• **Task item**:
Your answer should be the lines from the start of the records through the line with "in registration order.", copied word for word.

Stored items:
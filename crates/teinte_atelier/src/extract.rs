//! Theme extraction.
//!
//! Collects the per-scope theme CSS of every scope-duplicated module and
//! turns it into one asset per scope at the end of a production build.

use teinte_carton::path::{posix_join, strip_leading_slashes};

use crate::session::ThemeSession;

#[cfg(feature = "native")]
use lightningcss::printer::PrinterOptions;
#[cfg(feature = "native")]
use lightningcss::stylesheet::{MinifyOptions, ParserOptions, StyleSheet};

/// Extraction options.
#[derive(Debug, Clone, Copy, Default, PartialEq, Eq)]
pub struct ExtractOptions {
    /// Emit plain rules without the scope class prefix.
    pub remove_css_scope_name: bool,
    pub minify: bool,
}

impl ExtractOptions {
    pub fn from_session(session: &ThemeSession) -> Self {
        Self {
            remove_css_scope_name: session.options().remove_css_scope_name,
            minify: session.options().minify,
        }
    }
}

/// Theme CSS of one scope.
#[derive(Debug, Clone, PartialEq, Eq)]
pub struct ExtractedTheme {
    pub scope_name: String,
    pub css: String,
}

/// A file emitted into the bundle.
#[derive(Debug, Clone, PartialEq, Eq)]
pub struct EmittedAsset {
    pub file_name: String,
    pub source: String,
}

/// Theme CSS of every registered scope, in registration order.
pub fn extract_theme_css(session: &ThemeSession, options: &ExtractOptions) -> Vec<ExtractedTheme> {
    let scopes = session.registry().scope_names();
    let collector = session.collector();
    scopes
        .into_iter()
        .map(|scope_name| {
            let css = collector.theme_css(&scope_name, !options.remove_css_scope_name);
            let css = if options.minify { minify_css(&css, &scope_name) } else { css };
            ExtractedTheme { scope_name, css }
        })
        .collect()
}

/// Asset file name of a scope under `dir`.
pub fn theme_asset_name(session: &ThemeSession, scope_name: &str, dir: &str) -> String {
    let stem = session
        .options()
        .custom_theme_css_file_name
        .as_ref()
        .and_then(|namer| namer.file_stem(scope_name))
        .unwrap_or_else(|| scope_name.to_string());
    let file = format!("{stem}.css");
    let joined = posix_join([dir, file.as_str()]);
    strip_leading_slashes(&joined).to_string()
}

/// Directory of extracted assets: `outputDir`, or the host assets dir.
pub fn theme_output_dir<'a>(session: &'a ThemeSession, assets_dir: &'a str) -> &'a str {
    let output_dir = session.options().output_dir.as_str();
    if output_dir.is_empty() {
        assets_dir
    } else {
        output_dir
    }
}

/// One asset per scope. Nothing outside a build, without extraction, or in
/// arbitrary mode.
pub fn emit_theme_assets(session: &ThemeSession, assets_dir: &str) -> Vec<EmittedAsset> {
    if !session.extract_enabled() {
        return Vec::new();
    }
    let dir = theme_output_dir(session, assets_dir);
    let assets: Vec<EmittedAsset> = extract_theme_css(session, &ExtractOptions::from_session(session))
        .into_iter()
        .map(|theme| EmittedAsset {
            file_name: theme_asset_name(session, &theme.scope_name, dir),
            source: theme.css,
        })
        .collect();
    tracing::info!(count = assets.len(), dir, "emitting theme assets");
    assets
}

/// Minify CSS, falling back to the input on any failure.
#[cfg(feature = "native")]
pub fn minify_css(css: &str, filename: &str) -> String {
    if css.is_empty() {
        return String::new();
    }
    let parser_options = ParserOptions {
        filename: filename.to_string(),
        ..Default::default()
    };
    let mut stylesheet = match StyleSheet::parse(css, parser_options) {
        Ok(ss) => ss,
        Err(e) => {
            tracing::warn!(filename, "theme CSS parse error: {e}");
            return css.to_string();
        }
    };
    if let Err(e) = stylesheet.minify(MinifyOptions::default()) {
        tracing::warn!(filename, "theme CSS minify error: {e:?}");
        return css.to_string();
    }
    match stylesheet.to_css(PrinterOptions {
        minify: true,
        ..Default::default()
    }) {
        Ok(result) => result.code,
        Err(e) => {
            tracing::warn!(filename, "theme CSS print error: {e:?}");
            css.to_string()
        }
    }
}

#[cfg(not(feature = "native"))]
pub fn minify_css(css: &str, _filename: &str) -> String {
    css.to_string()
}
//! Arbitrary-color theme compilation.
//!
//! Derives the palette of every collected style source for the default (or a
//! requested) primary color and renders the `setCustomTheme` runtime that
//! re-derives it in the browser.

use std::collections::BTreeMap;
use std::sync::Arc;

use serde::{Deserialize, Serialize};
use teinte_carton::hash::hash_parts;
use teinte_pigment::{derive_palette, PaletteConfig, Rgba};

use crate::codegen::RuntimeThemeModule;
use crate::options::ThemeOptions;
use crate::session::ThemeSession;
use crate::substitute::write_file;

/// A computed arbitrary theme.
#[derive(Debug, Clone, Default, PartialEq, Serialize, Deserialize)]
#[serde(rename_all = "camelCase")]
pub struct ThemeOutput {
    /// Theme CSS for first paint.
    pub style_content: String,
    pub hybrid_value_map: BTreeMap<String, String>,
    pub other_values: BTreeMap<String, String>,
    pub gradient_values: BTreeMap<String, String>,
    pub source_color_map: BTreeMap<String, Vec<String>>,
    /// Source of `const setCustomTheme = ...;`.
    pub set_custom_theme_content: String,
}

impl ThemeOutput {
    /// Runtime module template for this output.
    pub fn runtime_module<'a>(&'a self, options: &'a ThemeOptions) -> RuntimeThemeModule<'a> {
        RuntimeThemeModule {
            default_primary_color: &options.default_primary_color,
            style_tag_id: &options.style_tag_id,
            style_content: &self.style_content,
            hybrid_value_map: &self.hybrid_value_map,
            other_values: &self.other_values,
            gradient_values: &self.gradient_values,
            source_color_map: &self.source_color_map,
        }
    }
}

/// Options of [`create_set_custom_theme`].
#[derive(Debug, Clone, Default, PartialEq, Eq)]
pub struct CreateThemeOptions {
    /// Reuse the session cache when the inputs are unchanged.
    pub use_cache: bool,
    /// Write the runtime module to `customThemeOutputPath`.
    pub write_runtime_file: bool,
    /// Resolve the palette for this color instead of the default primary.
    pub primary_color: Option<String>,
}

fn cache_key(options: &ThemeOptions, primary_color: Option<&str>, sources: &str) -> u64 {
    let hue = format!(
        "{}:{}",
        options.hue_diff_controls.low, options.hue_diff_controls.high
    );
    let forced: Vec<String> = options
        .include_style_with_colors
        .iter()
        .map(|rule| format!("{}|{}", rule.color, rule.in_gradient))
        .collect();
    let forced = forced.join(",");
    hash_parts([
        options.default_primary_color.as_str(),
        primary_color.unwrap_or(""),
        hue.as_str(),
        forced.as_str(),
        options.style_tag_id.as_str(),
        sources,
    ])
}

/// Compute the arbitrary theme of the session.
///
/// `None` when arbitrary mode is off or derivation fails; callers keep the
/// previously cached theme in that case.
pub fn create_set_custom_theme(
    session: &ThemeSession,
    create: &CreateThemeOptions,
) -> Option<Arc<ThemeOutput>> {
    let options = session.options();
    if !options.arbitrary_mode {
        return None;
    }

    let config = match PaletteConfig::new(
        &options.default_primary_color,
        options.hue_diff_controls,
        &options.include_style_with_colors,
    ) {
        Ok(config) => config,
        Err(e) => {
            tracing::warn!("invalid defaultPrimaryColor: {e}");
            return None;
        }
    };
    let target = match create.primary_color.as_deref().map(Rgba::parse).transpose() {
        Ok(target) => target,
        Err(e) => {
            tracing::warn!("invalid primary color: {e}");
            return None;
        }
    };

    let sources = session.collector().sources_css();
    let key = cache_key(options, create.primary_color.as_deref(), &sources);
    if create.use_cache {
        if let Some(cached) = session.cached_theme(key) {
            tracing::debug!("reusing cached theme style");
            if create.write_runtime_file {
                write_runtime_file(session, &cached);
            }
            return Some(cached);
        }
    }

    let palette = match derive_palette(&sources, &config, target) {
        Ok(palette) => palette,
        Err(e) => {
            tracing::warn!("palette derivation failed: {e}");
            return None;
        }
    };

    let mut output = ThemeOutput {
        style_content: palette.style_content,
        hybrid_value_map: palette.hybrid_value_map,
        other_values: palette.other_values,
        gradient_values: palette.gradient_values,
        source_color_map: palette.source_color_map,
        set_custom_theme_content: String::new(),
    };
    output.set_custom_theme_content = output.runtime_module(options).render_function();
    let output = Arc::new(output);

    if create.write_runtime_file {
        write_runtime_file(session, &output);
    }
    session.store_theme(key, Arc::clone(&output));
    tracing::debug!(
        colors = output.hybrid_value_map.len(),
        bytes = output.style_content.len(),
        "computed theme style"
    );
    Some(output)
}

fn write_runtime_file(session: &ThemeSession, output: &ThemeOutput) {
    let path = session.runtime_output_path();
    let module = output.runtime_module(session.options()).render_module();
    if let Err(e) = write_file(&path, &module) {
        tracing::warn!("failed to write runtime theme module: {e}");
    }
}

• **Result of the task**:
filename crates/teinte_atelier/src/extract.rs
//! Theme extraction.
//!
//! Collects the per-scope theme CSS of every scope-duplicated module and
//! turns it into one asset per scope at the end of a production build.

use teinte_carton::path::{posix_join, strip_leading_slashes};

use crate::session::ThemeSession;

#[cfg(feature = "native")]
use lightningcss::printer::PrinterOptions;
#[cfg(feature = "native")]
use lightningcss::stylesheet::{MinifyOptions, ParserOptions, StyleSheet};

/// Extraction options.
#[derive(Debug, Clone, Copy, Default, PartialEq, Eq)]
pub struct ExtractOptions {
    /// Emit plain rules without the scope class prefix.
    pub remove_css_scope_name: bool,
    pub minify: bool,
}

impl ExtractOptions {
    pub fn from_session(session: &ThemeSession) -> Self {
        Self {
            remove_css_scope_name: session.options().remove_css_scope_name,
            minify: session.options().minify,
        }
    }
}

/// Theme CSS of one scope.
#[derive(Debug, Clone, PartialEq, Eq)]
pub struct ExtractedTheme {
    pub scope_name: String,
    pub css: String,
}

/// A file emitted into the bundle.
#[derive(Debug, Clone, PartialEq, Eq)]
pub struct EmittedAsset {
    pub file_name: String,
    pub source: String,
}

/// Theme CSS of every registered scope, in registration order.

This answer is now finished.